What this task involves => In the records below, count every line that includes the word "usize". Provide the total alone.

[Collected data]
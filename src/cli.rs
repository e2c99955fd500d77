use std::path::PathBuf;

use clap::Parser;

use crate::config::{Config, ConfigError};

#[derive(Debug, Parser)]
#[command(name = "mailroom", version, about = "Compose and read messages in the terminal")]
pub struct Cli {
    /// Config file (default: <config dir>/mailroom/config.toml)
    #[arg(long, value_name = "PATH")]
    pub config: Option<PathBuf>,

    /// Write logs to this file, overriding `logging.file`
    #[arg(long, value_name = "PATH")]
    pub log_file: Option<PathBuf>,

    /// Log filter directive, overriding `logging.level`
    #[arg(long, value_name = "FILTER")]
    pub log_level: Option<String>,
}

impl Cli {
    /// Load the config file and apply command-line overrides on top.
    pub fn load_config(&self) -> Result<Config, ConfigError> {
        let path = self.config.clone().unwrap_or_else(Config::config_path);
        let mut config = Config::load_from(&path)?;

        if let Some(file) = &self.log_file {
            config.logging.file = Some(file.clone());
        }
        if let Some(level) = &self.log_level {
            config.logging.level = level.clone();
        }

        config.validate()?;
        Ok(config)
    }
}
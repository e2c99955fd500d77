//! Owned state container with a single update entry point.

use super::reducer::Reducer;

/// Holds the current state of one reducer.
///
/// There is no global instance: whoever owns the `Store` owns the state, and
/// `dispatch` is the only way to change it.
pub struct Store<R: Reducer> {
    state: R::State,
}

impl<R: Reducer> Default for Store<R> {
    fn default() -> Self {
        Self::new(R::State::default())
    }
}

impl<R: Reducer> Store<R> {
    pub fn new(state: R::State) -> Self {
        Self { state }
    }

    pub fn state(&self) -> &R::State {
        &self.state
    }

    /// Run the reducer on the current state and keep the result.
    pub fn dispatch(&mut self, intent: R::Intent) -> &R::State {
        tracing::debug!(?intent, "dispatch");
        let current = std::mem::take(&mut self.state);
        self.state = R::reduce(current, intent);
        &self.state
    }
}
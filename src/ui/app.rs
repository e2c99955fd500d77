use crate::ui::compose::{ComposeIntent, ComposeReducer, ComposeState};
use crate::ui::inbox::{InboxIntent, InboxReducer, InboxState, Route};
use crate::ui::mvi::Store;

/// Root of the view tree.
///
/// Owns both stores and the list selection. Every state change made in
/// response to input goes through one of the two `dispatch` calls here.
#[derive(Default)]
pub struct App {
    should_quit: bool,
    inbox: Store<InboxReducer>,
    compose: Store<ComposeReducer>,
    /// Index into `inbox.messages` of the highlighted entry.
    selection: usize,
}

impl App {
    pub fn new() -> Self {
        Self::default()
    }

    pub fn should_quit(&self) -> bool {
        self.should_quit
    }

    pub fn request_quit(&mut self) {
        self.should_quit = true;
    }

    pub fn inbox(&self) -> &InboxState {
        self.inbox.state()
    }

    pub fn compose(&self) -> &ComposeState {
        self.compose.state()
    }

    pub fn route(&self) -> Route {
        self.inbox().route
    }

    pub fn selection(&self) -> usize {
        self.selection
    }

    pub fn show_messages(&mut self) {
        self.change_route(Route::Messages);
    }

    pub fn show_form(&mut self) {
        self.change_route(Route::Form);
    }

    fn change_route(&mut self, route: Route) {
        if self.route() != route {
            tracing::info!(?route, "route changed");
        }
        self.inbox.dispatch(InboxIntent::ChangeRoute { route });
    }

    pub fn edit_form(&mut self, intent: ComposeIntent) {
        self.compose.dispatch(intent);
    }

    /// Paste only lands in the compose form.
    pub fn paste(&mut self, text: &str) {
        if self.route() == Route::Form {
            self.edit_form(ComposeIntent::Paste(text.to_string()));
        }
    }

    /// Submit the compose form.
    ///
    /// Adds the message, switches to the message list, and clears the
    /// draft, as three separate dispatches. Returns false (and records the
    /// error in the form) when a required field is empty.
    pub fn submit_form(&mut self) -> bool {
        match self.compose().validate() {
            Ok(draft) => {
                self.inbox.dispatch(InboxIntent::AddMessage {
                    subject: draft.subject,
                    body: draft.body,
                });
                self.change_route(Route::Messages);
                self.compose.dispatch(ComposeIntent::Reset);
                self.selection = self.inbox().messages.len().saturating_sub(1);
                true
            }
            Err(error) => {
                tracing::warn!(%error, "form submission rejected");
                self.compose.dispatch(ComposeIntent::Reject(error));
                false
            }
        }
    }

    /// Move the highlight by `delta`, wrapping at both ends.
    pub fn move_selection(&mut self, delta: isize) {
        let len = self.inbox().messages.len();
        if len == 0 {
            self.selection = 0;
            return;
        }
        let current = self.selection.min(len - 1) as isize;
        self.selection = (current + delta).rem_euclid(len as isize) as usize;
    }

    /// "Click" the highlighted message.
    ///
    /// Unread messages are marked read (and move to the end of the list);
    /// read ones are left alone. Returns whether anything was dispatched.
    pub fn activate_selected(&mut self) -> bool {
        let Some(message) = self.inbox().messages.get(self.selection) else {
            return false;
        };
        if message.read {
            return false;
        }
        let message = message.clone();
        tracing::info!(id = message.id, "message marked read");
        self.inbox.dispatch(InboxIntent::MarkMessageRead { message });
        self.selection = self
            .selection
            .min(self.inbox().messages.len().saturating_sub(1));
        true
    }
}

Exercise output => 3